From: Asmus Freytag (asmusf@ix.netcom.com)
Date: Tue Mar 30 2004 - 11:15:05 EST

  • Next message: Philippe Verdy: "Re: Windows and Mac character encoding questions"

    At 04:28 PM 3/29/2004, Kenneth Whistler wrote:
    > > I will say again as I have said before - but the above (and what I
    > > snipped) is extra evidence for it - that what is broke ... is
    > > the rule that the isolated (generally spacing) form of a combining mark
    > > should be formed by SPACE or NBSP followed by the combining mark.
    >
    >This has been the *intent* of the standard since its inception in
    >1989.
    >
    > > There
    > > are many good reasons for not using SPACE for this, including default
    > > behaviour like inserting line breaks immediately after SPACE.
    >
    >Nope. UAX #14 specifies the following regarding SPACE followed by
    >combining marks:
    >
    >"If U+0020 SPACE is used as a base character, it is treated as AL
    >instead of SP."

    This is an unfortunate typo in UAX#14. The correct statement is:

    "If U+0020 SPACE is used as a base character, it is treated as ID
    instead of SP."

    see the description of these issues in the rules section of the UAX
    which are quite explicit:
    LB 7a In all of the following rules, if a space is the base character for
    a combining mark, the space is changed to type
    <http://www.unicode.org/reports/tr14/#ID>ID. In other words, break before
    <http://www.unicode.org/reports/tr14/#SP>SP
    <http://www.unicode.org/reports/tr14/#CM>CM* in the same cases as one would
    break before an <http://www.unicode.org/reports/tr14/#ID>ID.

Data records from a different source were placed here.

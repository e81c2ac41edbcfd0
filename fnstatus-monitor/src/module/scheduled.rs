//! Poll loop - runs report cycles once or on an interval
//!
//! The loop owns the [`MonitorState`] and is the only thing that touches it.
//! Every suspension point (a cycle in flight, the sleep between cycles)
//! races against the shutdown signal.

use std::future::Future;
use std::io::Write;
use std::time::Duration;

use anyhow::Context;

use super::renderer::TerminalRenderer;
use super::report::ReportAssembler;
use super::status::MonitorState;

/// Intervals below this are raised to it
pub const MIN_INTERVAL_SECS: u64 = 10;

#[derive(Debug, Clone, Copy, PartialEq, Eq)]
pub enum RunMode {
    /// One cycle, no screen clear or footer
    Once,
    /// Cycle forever, sleeping `interval` in between
    Continuous { interval: Duration },
}

#[derive(Debug, Clone, Copy, PartialEq, Eq)]
pub enum RunOutcome {
    Completed,
    /// Shutdown signal arrived during a cycle or the sleep
    Interrupted,
}

pub struct Monitor<W: Write> {
    assembler: ReportAssembler,
    renderer: TerminalRenderer<W>,
    state: MonitorState,
}

impl<W: Write> Monitor<W> {
    pub fn new(assembler: ReportAssembler, out: W) -> Self {
        Self {
            assembler,
            renderer: TerminalRenderer::new(out),
            state: MonitorState::new(),
        }
    }

    pub fn state(&self) -> &MonitorState {
        &self.state
    }

    pub fn into_output(self) -> W {
        self.renderer.into_inner()
    }

    /// Run until done or Ctrl+C.
    pub async fn run(&mut self, mode: RunMode) -> anyhow::Result<RunOutcome> {
        self.run_until(mode, ctrl_c()).await
    }

    /// Run until done or `shutdown` resolves.
    ///
    /// Errors only come from writing the report; fetch failures are part of
    /// the report itself.
    pub async fn run_until<F>(&mut self, mode: RunMode, shutdown: F) -> anyhow::Result<RunOutcome>
    where
        F: Future<Output = ()>,
    {
        tokio::pin!(shutdown);

        match mode {
            RunMode::Once => tracing::info!("Running a single status check"),
            RunMode::Continuous { interval } => {
                tracing::info!("Monitoring every {} seconds", interval.as_secs())
            }
        }

        loop {
            if matches!(mode, RunMode::Continuous { .. }) {
                self.renderer.clear_screen().context("Failed to clear screen")?;
            }

            let report = tokio::select! {
                biased;
                _ = &mut shutdown => return Ok(RunOutcome::Interrupted),
                report = self.assembler.run_cycle(&mut self.state) => report,
            };

            self.renderer.report(&report).context("Failed to write report")?;

            let RunMode::Continuous { interval } = mode else {
                return Ok(RunOutcome::Completed);
            };

            self.renderer
                .footer(&report.generated_at, interval.as_secs())
                .context("Failed to write footer")?;

            tokio::select! {
                biased;
                _ = &mut shutdown => return Ok(RunOutcome::Interrupted),
                _ = tokio::time::sleep(interval) => {}
            }
        }
    }
}

/// Resolves on Ctrl+C. If the handler cannot be installed, never resolves.
async fn ctrl_c() {
    if let Err(e) = tokio::signal::ctrl_c().await {
        tracing::error!("Failed to listen for Ctrl+C: {}", e);
        std::future::pending::<()>().await;
    }
}
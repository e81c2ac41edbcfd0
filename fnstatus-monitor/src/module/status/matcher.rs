//! Keyword lookup of status components

use fnstatus_common::StatusComponent;

/// First component (in API order) whose trimmed, lowercased name contains
/// any of `keywords`, compared case-insensitively.
pub fn find_component<'a, S: AsRef<str>>(
    components: &'a [StatusComponent],
    keywords: &[S],
) -> Option<&'a StatusComponent> {
    let keywords: Vec<String> = keywords.iter().map(|k| k.as_ref().to_lowercase()).collect();

    components.iter().find(|comp| {
        let name = comp.name.trim().to_lowercase();
        keywords.iter().any(|k| name.contains(k.as_str()))
    })
}
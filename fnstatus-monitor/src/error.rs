use thiserror::Error;

/// Why a fetch produced no data.
///
/// Every network, protocol and decode failure ends up here so a report
/// section can say "unavailable" instead of aborting the cycle.
#[derive(Debug, Clone, PartialEq, Eq, Error)]
pub enum FetchError {
    /// No response within the request timeout.
    #[error("request timed out")]
    Timeout,

    /// DNS, TCP or TLS failure before any response arrived.
    #[error("connection failed: {0}")]
    ConnectionFailed(String),

    /// Upstream answered with a non-success status.
    #[error("HTTP error {0}")]
    HttpStatus(u16),

    /// Body was not JSON, or not the expected shape.
    #[error("invalid response body: {0}")]
    InvalidBody(String),
}

impl From<reqwest::Error> for FetchError {
    fn from(err: reqwest::Error) -> Self {
        if err.is_timeout() {
            FetchError::Timeout
        } else if let Some(status) = err.status() {
            FetchError::HttpStatus(status.as_u16())
        } else if err.is_decode() || err.is_body() {
            FetchError::InvalidBody(err.to_string())
        } else {
            FetchError::ConnectionFailed(err.to_string())
        }
    }
}

impl From<serde_json::Error> for FetchError {
    fn from(err: serde_json::Error) -> Self {
        FetchError::InvalidBody(err.to_string())
    }
}
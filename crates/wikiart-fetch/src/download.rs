use crate::client::WikiArtClient;
use crate::config::FetchConfig;
use crate::naming;
use crate::padder::RequestPadder;
use anyhow::Result;
use std::fs;
use std::path::{Path, PathBuf};
use tokio::io::AsyncWriteExt;
use wikiart_model::Painting;

/// Header of the download manifest; one row appended per saved image.
const MANIFEST_HEADER: &str = "path,style,artist,title";

/// Result of one download attempt.
#[derive(Debug, Clone, PartialEq, Eq)]
pub enum DownloadOutcome {
    /// Image streamed to disk and recorded in the manifest.
    Saved(PathBuf),
    /// An equivalent file already exists in the pre-seeded raw dataset.
    SkippedRaw,
    /// The target file already exists and override mode is off.
    SkippedExisting,
    /// Download failed; any partial file was removed. The run continues.
    Failed,
}

/// Streams painting images into the `dataset/<style>/<artist>/<title>.jpg`
/// tree and keeps the CSV manifest in step with the files on disk.
#[derive(Debug)]
pub struct ImageDownloader {
    dataset_dir: PathBuf,
    raw_dir: PathBuf,
    manifest_path: PathBuf,
    override_existing: bool,
}

/// Derive the sanitized `<style>/<artist>/<title>.jpg` path for a painting,
/// relative to the dataset root.
///
/// Missing or empty fields fall back to `unknownStyle`, `unknownArtist`,
/// and the numeric content id.
pub fn dataset_relative_path(painting: &Painting) -> PathBuf {
    let style = non_empty(painting.style.as_deref()).unwrap_or("unknownStyle");
    let artist = non_empty(painting.artist_name.as_deref())
        .or_else(|| non_empty(painting.artist_url.as_deref()))
        .unwrap_or("unknownArtist");
    let title = non_empty(painting.title.as_deref())
        .map(str::to_string)
        .unwrap_or_else(|| painting.content_id.to_string());

    let style = naming::sanitize(style);
    let artist = naming::sanitize(artist);
    let title = naming::sanitize_title(&title);

    Path::new(&style).join(&artist).join(format!("{title}.jpg"))
}

fn non_empty(s: Option<&str>) -> Option<&str> {
    s.filter(|s| !s.is_empty())
}

impl ImageDownloader {
    pub fn new(config: &FetchConfig) -> Self {
        ImageDownloader {
            dataset_dir: config.dataset_dir(),
            raw_dir: config.raw_dir.clone(),
            manifest_path: config.manifest_path(),
            override_existing: config.override_existing,
        }
    }

    /// Download one painting image, skipping work already on disk.
    pub async fn download(
        &self,
        client: &WikiArtClient,
        padder: &mut RequestPadder,
        painting: &Painting,
    ) -> DownloadOutcome {
        let Some(image) = non_empty(painting.image.as_deref()) else {
            tracing::warn!(content_id = painting.content_id, "Painting has no image URL");
            return DownloadOutcome::Failed;
        };
        let url = naming::full_resolution_url(image);
        let relative = dataset_relative_path(painting);

        // A matching file in the curated raw dataset satisfies the entry
        // without a download or a manifest row.
        let raw = self.raw_dir.join(&relative);
        if raw.exists() {
            tracing::debug!(path = %relative.display(), "Already in raw dataset");
            return DownloadOutcome::SkippedRaw;
        }

        let target = self.dataset_dir.join(&relative);
        if target.exists() && !self.override_existing {
            tracing::debug!(path = %relative.display(), "Already downloaded");
            return DownloadOutcome::SkippedExisting;
        }

        if let Err(error) = self.prepare_target(&target) {
            tracing::error!(path = %target.display(), %error, "Failed to prepare target");
            return DownloadOutcome::Failed;
        }

        match self.stream_and_record(client, padder, url, &target, &relative).await {
            Ok(()) => {
                tracing::info!(path = %relative.display(), "Saved");
                DownloadOutcome::Saved(target)
            }
            Err(error) => {
                tracing::error!(url, %error, "Download failed");
                // Never leave a partial file behind
                if target.exists() {
                    if let Err(error) = fs::remove_file(&target) {
                        tracing::error!(path = %target.display(), %error, "Failed to remove partial file");
                    }
                }
                DownloadOutcome::Failed
            }
        }
    }

    fn prepare_target(&self, target: &Path) -> Result<()> {
        if let Some(parent) = target.parent() {
            fs::create_dir_all(parent)?;
        }
        self.ensure_manifest()?;
        Ok(())
    }

    async fn stream_and_record(
        &self,
        client: &WikiArtClient,
        padder: &mut RequestPadder,
        url: &str,
        target: &Path,
        relative: &Path,
    ) -> Result<()> {
        padder.request_start().await;
        let mut response = client.get_image(url).await?;
        padder.request_finished();

        let mut file = tokio::fs::File::create(target).await?;
        while let Some(chunk) = response.chunk().await? {
            file.write_all(&chunk).await?;
        }
        file.flush().await?;

        self.append_manifest_row(target, relative)?;
        Ok(())
    }

    /// Write the manifest header if the file does not exist yet.
    fn ensure_manifest(&self) -> Result<()> {
        if self.manifest_path.exists() {
            return Ok(());
        }
        if let Some(parent) = self.manifest_path.parent() {
            fs::create_dir_all(parent)?;
        }
        fs::write(&self.manifest_path, format!("{MANIFEST_HEADER}\n"))?;
        Ok(())
    }

    /// Append one row for a saved image. Fields are sanitize()-restricted,
    /// so no CSV quoting is needed.
    fn append_manifest_row(&self, target: &Path, relative: &Path) -> Result<()> {
        use std::io::Write;

        let mut components = relative.iter().map(|c| c.to_string_lossy());
        let style = components.next().unwrap_or_default().to_string();
        let artist = components.next().unwrap_or_default().to_string();
        let title = relative
            .file_stem()
            .map(|s| s.to_string_lossy().to_string())
            .unwrap_or_default();

        let mut file = fs::OpenOptions::new()
            .append(true)
            .open(&self.manifest_path)?;
        writeln!(file, "{},{},{},{}", target.display(), style, artist, title)?;
        Ok(())
    }
}
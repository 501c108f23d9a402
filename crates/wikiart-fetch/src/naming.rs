/// Title components are capped at this many characters after sanitization.
pub const MAX_TITLE_LEN: usize = 100;

/// Sanitize one path component of the `dataset/<style>/<artist>/<title>.jpg`
/// layout.
///
/// Keeps alphanumerics, spaces, underscores, and hyphens; trims the result
/// and replaces the remaining spaces with underscores. Idempotent.
pub fn sanitize(s: &str) -> String {
    let kept: String = s
        .chars()
        .filter(|c| c.is_alphanumeric() || matches!(c, ' ' | '_' | '-'))
        .collect();
    kept.trim().replace(' ', "_")
}

/// Sanitize a title and cap it at [`MAX_TITLE_LEN`] characters.
pub fn sanitize_title(s: &str) -> String {
    sanitize(s).chars().take(MAX_TITLE_LEN).collect()
}

/// Derive the full-resolution asset URL from an API image URL.
///
/// The API appends a size/crop marker after the last `!` (e.g.,
/// `…/img.jpg!Large.jpg`); dropping it yields the original asset. A URL
/// without a marker passes through unchanged.
pub fn full_resolution_url(url: &str) -> &str {
    match url.rsplit_once('!') {
        Some((head, _)) => head,
        None => url,
    }
}

#[cfg(test)]
mod tests {
    use super::*;

    #[test]
    fn test_sanitize_keeps_allowed_chars() {
        assert_eq!(sanitize("Water Lilies!!"), "Water_Lilies");
        assert_eq!(sanitize("Claude Monet"), "Claude_Monet");
        assert_eq!(sanitize("  trimmed  "), "trimmed");
        assert_eq!(sanitize("self-portrait_1889"), "self-portrait_1889");
        assert_eq!(sanitize("a/b\\c:d"), "abcd");
    }

    #[test]
    fn test_sanitize_preserves_unicode_letters() {
        assert_eq!(sanitize("Théodore Géricault"), "Théodore_Géricault");
    }

    #[test]
    fn test_sanitize_is_idempotent() {
        for input in [
            "Water Lilies!!",
            "  a  b  ",
            "Théodore Géricault",
            "no.1: duettino?",
            "",
        ] {
            let once = sanitize(input);
            assert_eq!(sanitize(&once), once);
        }
    }

    #[test]
    fn test_sanitize_title_caps_length() {
        let long = "x".repeat(250);
        let title = sanitize_title(&long);
        assert_eq!(title.chars().count(), MAX_TITLE_LEN);
    }

    #[test]
    fn test_full_resolution_url_strips_final_marker() {
        assert_eq!(
            full_resolution_url("http://x/img.jpg!Large.jpg"),
            "http://x/img.jpg"
        );
        // Only the final segment goes
        assert_eq!(full_resolution_url("http://x/a!b!Large.jpg"), "http://x/a!b");
    }

    #[test]
    fn test_full_resolution_url_without_marker() {
        assert_eq!(full_resolution_url("http://x/img.jpg"), "http://x/img.jpg");
    }
}
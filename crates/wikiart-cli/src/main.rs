use anyhow::Result;
use clap::{Parser, Subcommand};
use std::path::PathBuf;
use std::time::Duration;
use wikiart_fetch::{CheckScope, FetchConfig, Fetcher, WikiArtClient};
use wikiart_model::ArtistGroup;

#[derive(Parser)]
#[command(name = "wikiart")]
#[command(about = "WikiArt metadata and image dataset fetch tool")]
#[command(version = concat!(env!("CARGO_PKG_VERSION"), " (", env!("BUILD_HASH"), ")"))]
struct Cli {
    /// Log level: error, warn, info, debug, trace
    #[arg(long, global = true, default_value = "info", value_enum)]
    log_level: LogLevel,

    /// Use UTC timestamps instead of local time
    #[arg(long, global = true)]
    utc: bool,

    /// Root output directory (meta/, dataset/, metadata.csv)
    #[arg(long, global = true, default_value = "wikiart")]
    base_dir: PathBuf,

    /// Pre-seeded curated dataset; matching files suppress downloads
    #[arg(long, global = true, default_value = "raw")]
    raw_dir: PathBuf,

    /// Do not persist fetched metadata to disk
    #[arg(long, global = true)]
    no_commit: bool,

    /// Ignore caches and existing files; re-fetch and re-download
    #[arg(long = "override", global = true)]
    override_existing: bool,

    /// Minimum delay between outbound requests, in milliseconds
    #[arg(long, global = true, default_value_t = 1000)]
    pace_ms: u64,

    /// Curated style group; output is scoped under <BASE_DIR>/<GROUP>.
    /// The slug is validated against the known group set.
    #[arg(long, global = true)]
    group: Option<ArtistGroup>,

    #[command(subcommand)]
    command: Commands,
}

#[derive(Clone, clap::ValueEnum)]
enum LogLevel {
    Error,
    Warn,
    Info,
    Debug,
    Trace,
}

#[derive(Subcommand)]
enum Commands {
    /// Fetch everything: artists, painting metadata, then every image
    Fetch,

    /// Fetch the artist listing only
    Artists,

    /// Fetch metadata and images for artists matching a name substring
    Artist {
        /// Case-insensitive substring of the artist name (e.g., "monet")
        name: String,
    },

    /// List the valid curated style group slugs
    Groups,

    /// Audit the on-disk data and report missing files
    Check {
        /// Scope of the audit
        #[arg(long, default_value = "all", value_enum)]
        only: CheckOnly,
    },

    /// Exchange an access/secret code pair for a session key
    Login {
        /// Access code from the WikiArt API registration page
        #[arg(long)]
        access_code: String,

        /// Secret code from the WikiArt API registration page
        #[arg(long)]
        secret_code: String,
    },
}

#[derive(Clone, Copy, clap::ValueEnum)]
enum CheckOnly {
    Artists,
    Paintings,
    All,
}

impl From<CheckOnly> for CheckScope {
    fn from(only: CheckOnly) -> Self {
        match only {
            CheckOnly::Artists => CheckScope::Artists,
            CheckOnly::Paintings => CheckScope::Paintings,
            CheckOnly::All => CheckScope::All,
        }
    }
}

#[tokio::main]
async fn main() -> Result<()> {
    let cli = Cli::parse();

    let level = match cli.log_level {
        LogLevel::Error => "error",
        LogLevel::Warn => "warn",
        LogLevel::Info => "info",
        LogLevel::Debug => "debug,hyper=warn,reqwest=info",
        LogLevel::Trace => "trace,hyper=warn,reqwest=info",
    };
    let env_filter = tracing_subscriber::EnvFilter::try_from_default_env()
        .unwrap_or_else(|_| tracing_subscriber::EnvFilter::new(level));

    // Timestamp format: 2026-02-14 19:44:09.123 -08:00
    let time_format = "%Y-%m-%d %H:%M:%S%.3f %:z";

    if cli.utc {
        tracing_subscriber::fmt()
            .with_env_filter(env_filter)
            .with_timer(tracing_subscriber::fmt::time::ChronoUtc::new(time_format.to_string()))
            .init();
    } else {
        tracing_subscriber::fmt()
            .with_env_filter(env_filter)
            .with_timer(tracing_subscriber::fmt::time::ChronoLocal::new(time_format.to_string()))
            .init();
    }

    let base_dir = match cli.group {
        Some(group) => cli.base_dir.join(group.as_slug()),
        None => cli.base_dir,
    };
    let config = FetchConfig {
        base_dir,
        raw_dir: cli.raw_dir,
        commit: !cli.no_commit,
        override_existing: cli.override_existing,
        pacing: Duration::from_millis(cli.pace_ms),
        ..FetchConfig::default()
    };

    match cli.command {
        Commands::Fetch => {
            let mut fetcher = Fetcher::new(config)?;
            fetcher.prepare()?;
            let stats = fetcher.fetch_all().await?;
            tracing::info!(
                saved = stats.saved,
                skipped = stats.skipped,
                failed = stats.failed,
                "Fetch complete"
            );
        }
        Commands::Artists => {
            let mut fetcher = Fetcher::new(config)?;
            fetcher.prepare()?;
            fetcher.fetch_artists().await;
            tracing::info!(artists = fetcher.artists().len(), "Artist listing loaded");
        }
        Commands::Artist { name } => {
            let mut fetcher = Fetcher::new(config)?;
            fetcher.prepare()?;
            fetcher.fetch_artists().await;
            fetcher.fetch_artist(&name).await?;
            let paintings: usize = fetcher.painting_groups().iter().map(|g| g.len()).sum();
            tracing::info!(
                groups = fetcher.painting_groups().len(),
                paintings,
                "Painting metadata loaded"
            );
            let stats = fetcher.copy_everything().await?;
            tracing::info!(
                saved = stats.saved,
                skipped = stats.skipped,
                failed = stats.failed,
                "Artist fetch complete"
            );
        }
        Commands::Groups => {
            for group in ArtistGroup::ALL {
                println!("{group}");
            }
        }
        Commands::Check { only } => {
            let mut fetcher = Fetcher::new(config)?;
            // The audit reports what is on disk; nothing is fetched
            fetcher.load_cached_state();
            let report = fetcher.check(only.into());
            if report.is_clean() {
                tracing::info!("All expected files are present");
            } else {
                tracing::warn!(
                    missing_meta = report.missing_painting_meta.len(),
                    missing_images = report.missing_images.len(),
                    artists_index_missing = report.artists_index_missing,
                    "Data is incomplete"
                );
            }
        }
        Commands::Login { access_code, secret_code } => {
            let client = WikiArtClient::new(&config)?;
            let session_key = client.login(&access_code, &secret_code).await?;
            tracing::info!("Login succeeded");
            println!("{session_key}");
        }
    }

    Ok(())
}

    Treat SP CM* as if it were ID

    As stated in [<http://www.unicode.org/reports/tr14/#Unicode>Unicode],
    Section 7.7 Combining Marks, combining characters are shown in isolation by
    applying them to either U+0020 SPACE (SP) or U+00A0 NO- BREAK SPACE (NBSP).
    The visual appearance is the same, but the line breaking result is
    different. Correspondingly, if there is no base, or if the base character
    is <http://www.unicode.org/reports/tr14/#SP>SP,
    <http://www.unicode.org/reports/tr14/#CM>CM* or
    <http://www.unicode.org/reports/tr14/#SP>SP
    <http://www.unicode.org/reports/tr14/#CM>CM* behave like
    <http://www.unicode.org/reports/tr14/#ID>ID.

    >This means that a combining character sequence of this type is treated
    >as a unit for the purposes of line breaking, and this overrides the
    >behavior otherwise of SPACE to be treated as a line break
    >opportunity.

    There's never a line break opportunity between a SPACE and a combining
    mark, but
    since SP is treated like an ID (ideopgrahic line breaking class), there are
    break opportunities *before* the SP that will not be there if an NBSP is used.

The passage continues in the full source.